Never dispose of flea dips or other unused pesticides in storm sewers, toilets or sinks. This pollutes the environment and can result in costly clean-ups for your community. Leftover flea dip may be poured onto a grassy area for biological degradation, or disposed of in some other manner as specified on the label.

Working with a Pest Control Company

Sometimes it’s best to have professional help when dealing with fleas. A pest control company can treat both indoor and outdoor areas.

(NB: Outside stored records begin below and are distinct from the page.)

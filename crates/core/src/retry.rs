//! Fixed-delay retry shared by graph enrichment and testset generation.

use std::future::Future;
use std::time::Duration;
use tracing::warn;

pub const DEFAULT_MAX_ATTEMPTS: usize = 2;
pub const DEFAULT_RETRY_DELAY: Duration = Duration::from_secs(30);

#[derive(Debug, Clone, Copy, PartialEq, Eq)]
pub struct RetryPolicy {
    /// Total attempts, including the first one. Never below 1.
    pub max_attempts: usize,
    /// Sleep between consecutive attempts. No jitter, no growth.
    pub delay: Duration,
}

impl Default for RetryPolicy {
    fn default() -> Self {
        Self {
            max_attempts: DEFAULT_MAX_ATTEMPTS,
            delay: DEFAULT_RETRY_DELAY,
        }
    }
}

#[derive(Debug)]
pub enum RetryError<E> {
    /// The predicate classified the error as non-transient; no retry happened.
    Permanent(E),
    /// Every attempt failed with a transient error.
    Exhausted { attempts: usize, last: E },
}

impl<E> RetryError<E> {
    pub fn into_inner(self) -> E {
        match self {
            RetryError::Permanent(error) | RetryError::Exhausted { last: error, .. } => error,
        }
    }
}

impl RetryPolicy {
    pub fn new(max_attempts: usize, delay: Duration) -> Self {
        Self {
            max_attempts: max_attempts.max(1),
            delay,
        }
    }

    pub async fn run<T, E, F, Fut, P>(
        &self,
        mut operation: F,
        is_transient: P,
    ) -> Result<T, RetryError<E>>
    where
        F: FnMut() -> Fut,
        Fut: Future<Output = Result<T, E>>,
        P: Fn(&E) -> bool,
        E: std::fmt::Display,
    {
        let max_attempts = self.max_attempts.max(1);
        let mut attempt = 1;

        loop {
            match operation().await {
                Ok(value) => return Ok(value),
                Err(error) if !is_transient(&error) => return Err(RetryError::Permanent(error)),
                Err(error) if attempt >= max_attempts => {
                    return Err(RetryError::Exhausted {
                        attempts: attempt,
                        last: error,
                    })
                }
                Err(error) => {
                    warn!(
                        attempt,
                        max_attempts,
                        delay_secs = self.delay.as_secs_f64(),
                        %error,
                        "transient failure, retrying"
                    );
                    tokio::time::sleep(self.delay).await;
                    attempt += 1;
                }
            }
        }
    }
}
use crate::{Chunk, ChunkFilter, ClearOutcome, ModelError, ScoredChunk, StoreError};
use async_trait::async_trait;

/// Persistence and similarity search over one named collection of chunks.
#[async_trait]
pub trait VectorStore: Send + Sync {
    fn collection_name(&self) -> &str;

    /// Writes every chunk in a single batch; either all land or none do.
    /// Chunks keyed by `(source_file, chunk_id)` are replaced, and each file in
    /// the batch loses any stored chunk numbered above its new total.
    async fn add(&self, chunks: &[Chunk], embeddings: &[Vec<f32>]) -> Result<(), StoreError>;

    /// Returns up to `k` chunks in ascending distance order. Distances are
    /// cosine distances, so `1 - distance` is the cosine similarity.
    async fn similarity_search(
        &self,
        query_vector: &[f32],
        k: usize,
        filter: &ChunkFilter,
    ) -> Result<Vec<ScoredChunk>, StoreError>;

    /// Returns up to `limit` stored chunks without ranking.
    async fn fetch(&self, filter: &ChunkFilter, limit: usize) -> Result<Vec<Chunk>, StoreError>;

    async fn count(&self) -> Result<usize, StoreError>;

    /// Distinct `source_file` values, sorted.
    async fn source_files(&self) -> Result<Vec<String>, StoreError>;

    async fn clear(&self) -> Result<ClearOutcome, StoreError>;
}

#[async_trait]
pub trait LanguageModel: Send + Sync {
    fn model_name(&self) -> &str;

    async fn complete(&self, prompt: &str) -> Result<String, ModelError>;
}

Table 1. Common, effective household insecticides for control of fleas.
Active ingredient (trade name)* Formulation Area of use
carbaryl (Sevin) spray, dust outdoor, pet treatment
chlopyrifos (Dursban) spray, granule** outdoor
d-limonene (Demize) spray indoor, pet treatment
diatomaceous earth dust pet bedding
diazinon spray, granule** outdoor
malathion spray, dust outdoor
methoprene (Precor, Ovitrol, Petcor, vIGRen) spray, wipe-on, collar IGR indoor, pet treatment
propoxur (Baygon) spray, dip, collar outdoor, indoor, pet treatment
pyrethrins spray, shampoo, dip indoor, pet treatment
pyriproxifen (Archer, Nylar, BioSpot) spray, shampoo, dip, spot-on IGR outdoor, indoor, pet treatment
*Trade names are registered® or trade marked™.
**Use liquid rather than granular formulations for best control of fleas outdoors.

 

Insecticide labels are subject to change, and changes may have occurred since this publication was printed. The pesticide USER is always responsible for the effects of pesticides on his own plants, animals or household items, as well as problems caused by pesticides drifting to other properties. Always read and follow carefully the instructions on the container label.

The information given herein is for educational purposes only. Reference to commercial products or trade names is made with the understanding that no discrimination is intended and no endorsement by Texas AgriLife Extension is implied.